吉野離宮の謎に迫る 吉野町の宮滝遺跡、本格調査と公園化
持統天皇や聖武天皇など飛鳥、奈良時代に歴代天皇が度々行幸した離宮「吉野宮」「吉野離宮」跡と考えられている吉野町にある国の史跡「宮滝遺跡」で、保存と活用のため公園化する整備事業が始まった。今年1月~3月に行われた試掘調査では、奈良時代の離宮施設の西端や南端を区切る可能性がある石組み溝跡が見つかっており、今年度に予定される本格的な発掘調査への期待も高まっている。(山本岳夫)
■試掘調査で重要な成果
今回の試掘調査は史跡指定地内10カ所の計約290平方メートルで実施。奈良時代の吉野離宮の西南隅近くと推定される調査区では30センチ大の石が南北に3つ並び、南端部分と推定される調査区では、20~30センチ大の石が30~40センチ幅に並んでいるのが長さ約2メートル分見つかった。

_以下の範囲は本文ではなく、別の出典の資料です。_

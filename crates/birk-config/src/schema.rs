// Copyright (c) 2024-2026 Martin Schröder <info@swedishembedded.com>
//
// SPDX-License-Identifier: Apache-2.0
use serde::{Deserialize, Serialize};

/// Serde default helper — returns `true`.
///
/// `#[serde(default)]` on a `bool` always falls back to `bool::default()`
/// (i.e. `false`), so enabled-by-default flags need a named function.
fn default_true() -> bool {
    true
}

fn default_max_retries() -> u32 {
    3
}

fn default_tool_timeout_ms() -> u64 {
    30_000
}

fn default_idle_timeout_ms() -> u64 {
    75_000
}

/// Keep the partial-config fallback in sync with
/// `ProviderConfig::default()`: a `provider:` block that omits
/// `api_key_env` still reads the standard variable.
fn default_api_key_env() -> Option<String> {
    Some("OPENAI_API_KEY".into())
}

#[derive(Debug, Clone, Default, Serialize, Deserialize)]
pub struct Config {
    #[serde(default)]
    pub provider: ProviderConfig,
    #[serde(default)]
    pub model: ModelConfig,
    #[serde(default)]
    pub tools: ToolsConfig,
    #[serde(default)]
    pub rollout: RolloutConfig,
    /// How many times a retryable model-stream failure is retried before
    /// the task fails.
    #[serde(default = "default_max_retries")]
    pub request_max_retries: u32,
    /// Surface raw model reasoning as events and persist reasoning items.
    #[serde(default)]
    pub show_raw_agent_reasoning: bool,
    /// Replaces the built-in base instructions when set.
    #[serde(default)]
    pub base_instructions: Option<String>,
}

/// Which streaming wire protocol the provider speaks.
#[derive(Debug, Clone, Copy, Default, PartialEq, Eq, Serialize, Deserialize)]
#[serde(rename_all = "snake_case")]
pub enum WireApi {
    #[default]
    Responses,
    Chat,
}

#[derive(Debug, Clone, Serialize, Deserialize)]
pub struct ProviderConfig {
    /// Provider identifier, e.g. "openai" or "azure".
    pub name: String,
    /// API base that ends before `/responses`.
    pub base_url: String,
    #[serde(default)]
    pub wire_api: WireApi,
    /// Environment variable that holds the API key (read at runtime).
    /// Prefer this over `api_key` so secrets stay out of config files.
    #[serde(default = "default_api_key_env")]
    pub api_key_env: Option<String>,
    #[serde(default)]
    pub api_key: Option<String>,
    #[serde(default = "default_true")]
    pub requires_openai_auth: bool,
}

impl Default for ProviderConfig {
    fn default() -> Self {
        Self {
            name: "openai".into(),
            base_url: "https://api.openai.com/v1".into(),
            wire_api: WireApi::Responses,
            api_key_env: default_api_key_env(),
            api_key: None,
            requires_openai_auth: true,
        }
    }
}

impl ProviderConfig {
    /// Resolve the API key: explicit value first, then the configured
    /// environment variable.
    pub fn resolve_api_key(&self) -> Option<String> {
        if let Some(k) = &self.api_key {
            return Some(k.clone());
        }
        self.api_key_env
            .as_deref()
            .and_then(|var| std::env::var(var).ok())
            .filter(|k| !k.is_empty())
    }

    /// Azure deployments need `store = true` and item ids on the request.
    pub fn is_azure_responses(&self) -> bool {
        self.base_url.contains("azure.com") && self.wire_api == WireApi::Responses
    }
}

#[derive(Debug, Clone, Copy, Default, PartialEq, Eq, Serialize, Deserialize)]
#[serde(rename_all = "snake_case")]
pub enum ReasoningEffort {
    Low,
    #[default]
    Medium,
    High,
}

#[derive(Debug, Clone, Copy, Default, PartialEq, Eq, Serialize, Deserialize)]
#[serde(rename_all = "snake_case")]
pub enum ReasoningSummary {
    None,
    #[default]
    Brief,
    Detailed,
}

#[derive(Debug, Clone, Serialize, Deserialize)]
pub struct ModelConfig {
    /// Model id forwarded to the provider.
    pub selected: String,
    pub context_window: u64,
    /// Must not exceed `context_window`.
    pub max_output_tokens: u64,
    /// Turn-end usage above this threshold triggers inline compaction.
    /// `None` disables auto-compaction.
    #[serde(default)]
    pub auto_compact_token_limit: Option<u64>,
    #[serde(default)]
    pub reasoning_effort: ReasoningEffort,
    #[serde(default)]
    pub reasoning_summary: ReasoningSummary,
}

impl Default for ModelConfig {
    fn default() -> Self {
        Self {
            selected: "gpt-5".into(),
            context_window: 272_000,
            max_output_tokens: 128_000,
            auto_compact_token_limit: None,
            reasoning_effort: ReasoningEffort::Medium,
            reasoning_summary: ReasoningSummary::Brief,
        }
    }
}

#[derive(Debug, Clone, Serialize, Deserialize)]
pub struct ToolsConfig {
    /// When non-empty, only these tools are exposed to the model.
    #[serde(default)]
    pub enabled: Vec<String>,
    /// Removed from the exposed set even when listed in `enabled`.
    #[serde(default)]
    pub disabled: Vec<String>,
    #[serde(default = "default_tool_timeout_ms")]
    pub timeout_ms: u64,
    /// Per-attempt idle timeout on the model stream.
    #[serde(default = "default_idle_timeout_ms")]
    pub stream_idle_timeout_ms: u64,
}

impl Default for ToolsConfig {
    fn default() -> Self {
        Self {
            enabled: Vec::new(),
            disabled: Vec::new(),
            timeout_ms: default_tool_timeout_ms(),
            stream_idle_timeout_ms: default_idle_timeout_ms(),
        }
    }
}

/// Rollout retention: a number of days, or keep forever.
#[derive(Debug, Clone, Copy, PartialEq, Eq, Serialize, Deserialize)]
#[serde(untagged)]
pub enum RolloutTtl {
    Days(u32),
    #[serde(rename = "permanent")]
    Permanent(PermanentTag),
}

/// Single-value marker so `ttl: permanent` parses from YAML.
#[derive(Debug, Clone, Copy, PartialEq, Eq, Serialize, Deserialize)]
#[serde(rename_all = "snake_case")]
pub enum PermanentTag {
    Permanent,
}

impl Default for RolloutTtl {
    fn default() -> Self {
        Self::Days(60)
    }
}

impl RolloutTtl {
    /// Retention in days; `None` means keep forever.
    pub fn days(&self) -> Option<u32> {
        match self {
            Self::Days(d) => Some(*d),
            Self::Permanent(_) => None,
        }
    }
}

#[derive(Debug, Clone, Default, Serialize, Deserialize)]
pub struct RolloutConfig {
    #[serde(default)]
    pub ttl: RolloutTtl,
}

// ─── Unit tests ──────────────────────────────────────────────────────────────

#[cfg(test)]
mod tests {
    use super::*;

    #[test]
    fn default_config_is_openai_responses() {
        let cfg = Config::default();
        assert_eq!(cfg.provider.name, "openai");
        assert_eq!(cfg.provider.wire_api, WireApi::Responses);
        assert_eq!(cfg.request_max_retries, 3);
        assert!(!cfg.show_raw_agent_reasoning);
    }

    #[test]
    fn default_tool_timeout_is_30s() {
        assert_eq!(ToolsConfig::default().timeout_ms, 30_000);
    }

    #[test]
    fn default_ttl_is_60_days() {
        assert_eq!(RolloutConfig::default().ttl.days(), Some(60));
    }

    #[test]
    fn permanent_ttl_parses_from_yaml() {
        let cfg: RolloutConfig = serde_yaml::from_str("ttl: permanent").unwrap();
        assert_eq!(cfg.ttl.days(), None);
    }

    #[test]
    fn numeric_ttl_parses_from_yaml() {
        let cfg: RolloutConfig = serde_yaml::from_str("ttl: 7").unwrap();
        assert_eq!(cfg.ttl.days(), Some(7));
    }

    #[test]
    fn azure_detection_requires_responses_wire_api() {
        let mut p = ProviderConfig {
            base_url: "https://x.openai.azure.com".into(),
            ..Default::default()
        };
        assert!(p.is_azure_responses());
        p.wire_api = WireApi::Chat;
        assert!(!p.is_azure_responses());
    }

    #[test]
    fn non_azure_base_url_is_not_azure() {
        let p = ProviderConfig::default();
        assert!(!p.is_azure_responses());
    }

    #[test]
    fn partial_provider_block_keeps_api_key_env_fallback() {
        // A provider block that sets only name/base_url must not lose
        // the standard env-var fallback to serde's per-field default.
        let p: ProviderConfig =
            serde_yaml::from_str("name: azure\nbase_url: https://x.openai.azure.com").unwrap();
        assert_eq!(p.api_key_env.as_deref(), Some("OPENAI_API_KEY"));
    }

    #[test]
    fn partial_provider_block_resolves_key_from_env() {
        std::env::set_var("OPENAI_API_KEY", "sk-from-env");
        let p: ProviderConfig =
            serde_yaml::from_str("name: custom\nbase_url: https://llm.internal/v1").unwrap();
        assert_eq!(p.resolve_api_key().as_deref(), Some("sk-from-env"));
        std::env::remove_var("OPENAI_API_KEY");
    }

    #[test]
    fn explicit_api_key_wins_over_env() {
        let p = ProviderConfig {
            api_key: Some("sk-explicit".into()),
            api_key_env: Some("BIRK_TEST_KEY_UNSET".into()),
            ..Default::default()
        };
        assert_eq!(p.resolve_api_key().as_deref(), Some("sk-explicit"));
    }

    #[test]
    fn reasoning_effort_serializes_lowercase() {
        let json = serde_json::to_string(&ReasoningEffort::High).unwrap();
        assert_eq!(json, r#""high""#);
    }
}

町教委は、石列は石組み溝の底部分で、奈良時代の離宮施設の西端と南端を区切る石組み溝の底石の可能性があるとみている。また、飛鳥時代の直径3・5メートル以上の大きな穴「土坑」も発見。中から瓦片などが出土した。
調査を担当した同町教委の中東洋行主事は「宮滝遺跡の飛鳥時代、奈良時代の遺構の広がりを考える上で重要な成果が得られた」としている。
■宮滝遺跡は「吉野宮」「吉野離宮」跡
宮滝遺跡は、日本書紀や続日本紀などに記されている飛鳥時代の「吉野宮」、奈良時代の「吉野離宮」の施設跡とされている。

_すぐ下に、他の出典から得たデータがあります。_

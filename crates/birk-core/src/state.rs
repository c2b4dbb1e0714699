// Copyright (c) 2024-2026 Martin Schröder <info@swedishembedded.com>
//
// SPDX-License-Identifier: Apache-2.0
use std::collections::HashMap;
use std::sync::Arc;

use tokio::sync::oneshot;
use tokio::sync::Notify;
use tokio::task::JoinHandle;
use tokio_util::sync::CancellationToken;

use birk_protocol::{InputItem, ReviewDecision};

use crate::tasks::SessionTask;

/// The kind of work a running task performs.
#[derive(Debug, Clone, Copy, PartialEq, Eq)]
pub enum TaskKind {
    Regular,
    Compact,
    Review,
}

/// Per-turn mutable state: approvals the turn is waiting on and input
/// injected mid-task (drained at the start of the next turn, never into
/// a turn already in flight).
#[derive(Default)]
pub struct TurnState {
    pending_approvals: HashMap<String, oneshot::Sender<ReviewDecision>>,
    pending_input: Vec<InputItem>,
}

impl TurnState {
    /// Register an approval resolver.  A duplicate insert for the same
    /// execution id replaces the prior resolver and resolves it with
    /// `Abort` so no waiter hangs forever.
    pub fn insert_pending_approval(
        &mut self,
        execution_id: impl Into<String>,
        tx: oneshot::Sender<ReviewDecision>,
    ) {
        if let Some(prior) = self.pending_approvals.insert(execution_id.into(), tx) {
            let _ = prior.send(ReviewDecision::Abort);
        }
    }

    pub fn remove_pending_approval(
        &mut self,
        execution_id: &str,
    ) -> Option<oneshot::Sender<ReviewDecision>> {
        self.pending_approvals.remove(execution_id)
    }

    pub fn pending_approval_count(&self) -> usize {
        self.pending_approvals.len()
    }

    pub fn push_pending_input(&mut self, items: Vec<InputItem>) {
        self.pending_input.extend(items);
    }

    pub fn take_pending_input(&mut self) -> Vec<InputItem> {
        std::mem::take(&mut self.pending_input)
    }

    /// Abort path: every pending approval resolves with `Abort` and the
    /// injected input is dropped.
    pub fn clear_pending(&mut self) {
        for (_, tx) in self.pending_approvals.drain() {
            let _ = tx.send(ReviewDecision::Abort);
        }
        self.pending_input.clear();
    }
}

/// One task registered with the session.
///
/// Holds no reference back to the session: the task body receives its
/// `Arc<Session>` as a run argument, which keeps the
/// task → session → active-turn chain acyclic.
pub struct RunningTask {
    pub kind: TaskKind,
    pub cancellation_token: CancellationToken,
    pub task: Arc<dyn SessionTask>,
    /// Notified when the task body finishes (normally or via abort).
    pub done: Arc<Notify>,
    /// Set right after the body is spawned; used as the hard-stop
    /// fallback when cooperative cancellation does not finish in time.
    pub handle: Option<JoinHandle<()>>,
}

/// Tracks the tasks currently running in a session, keyed by submission
/// id.  The map form supports multiple concurrent tasks even though the
/// runtime currently spawns at most one Regular task at a time.
#[derive(Default)]
pub struct ActiveTurn {
    tasks: HashMap<String, RunningTask>,
    pub turn_state: Arc<tokio::sync::Mutex<TurnState>>,
}

impl ActiveTurn {
    pub fn add_task(&mut self, sub_id: impl Into<String>, task: RunningTask) {
        self.tasks.insert(sub_id.into(), task);
    }

    /// Remove one task; returns `true` when it was present.
    pub fn remove_task(&mut self, sub_id: &str) -> bool {
        self.tasks.remove(sub_id).is_some()
    }

    pub fn drain_tasks(&mut self) -> Vec<(String, RunningTask)> {
        self.tasks.drain().collect()
    }

    pub fn is_empty(&self) -> bool {
        self.tasks.is_empty()
    }

    pub fn task_count(&self) -> usize {
        self.tasks.len()
    }

    pub fn has_task_of_kind(&self, kind: TaskKind) -> bool {
        self.tasks.values().any(|t| t.kind == kind)
    }

    pub fn set_handle(&mut self, sub_id: &str, handle: JoinHandle<()>) {
        if let Some(task) = self.tasks.get_mut(sub_id) {
            task.handle = Some(handle);
        }
    }
}

// ─── Unit tests ──────────────────────────────────────────────────────────────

記述によると、吉野宮は斉明2(656)年に造営され、大海人皇子(のちの天武天皇)が壬申の乱の際に吉野宮に籠って挙兵。天武即位後も行幸し、その皇后だった持統天皇は在位時と退位後合わせて34回も行幸した。その後も文武、元正、聖武天皇が「吉野離宮」「芳野(吉野)宮」に行幸している。
吉野宮、吉野離宮があった場所については吉野町宮滝以外にも説があるが、昭和5年~13年の宮滝遺跡第1次調査で奈良時代の瓦や石敷き遺構などを発見。50年の第2次以来の調査でさらに、飛鳥時代は大きな人工池と関連施設があり、「全体が巨大な『庭園』として機能していた」と推定されるようになった。
奈良時代には一辺120~150メートルの方形の区画内に掘っ立て柱建物などが設けられていたことも判明。宮滝遺跡が吉野宮、吉野離宮の跡と考えられるようになった。
■公園化に向けて今年度に本格調査
町では宮滝遺跡を保存・活用する事業を本格的にスタート。すでに「吉野万葉整備活用計画基本構想」を策定しており、「周辺の歴史的文化的遺産や良好な自然環境を一体的に保全するとともに、吉野の歴史的文化的遺産を蘇らせる拠点として、宮滝遺跡の保存整備」を行うとしている。
奈良時代の吉野離宮の大型建物跡などが見つかっている南西部区域では、遺構を活用して大型建物の柱列の復元や石敷きなどをわかるように表示する方針。吉野離宮の柱列などが見つかった北部区域では柱列を表示し、発掘調査がほとんど行われていない南東部区域については、調査を行ったうえで整備計画を策定するとしている。
町教委は今年度中に本格的な発掘調査を予定しており、中東主事は「試掘調査で得られたデータを元に、本格的な発掘調査を行い、さらなる成果を得られれば」としている。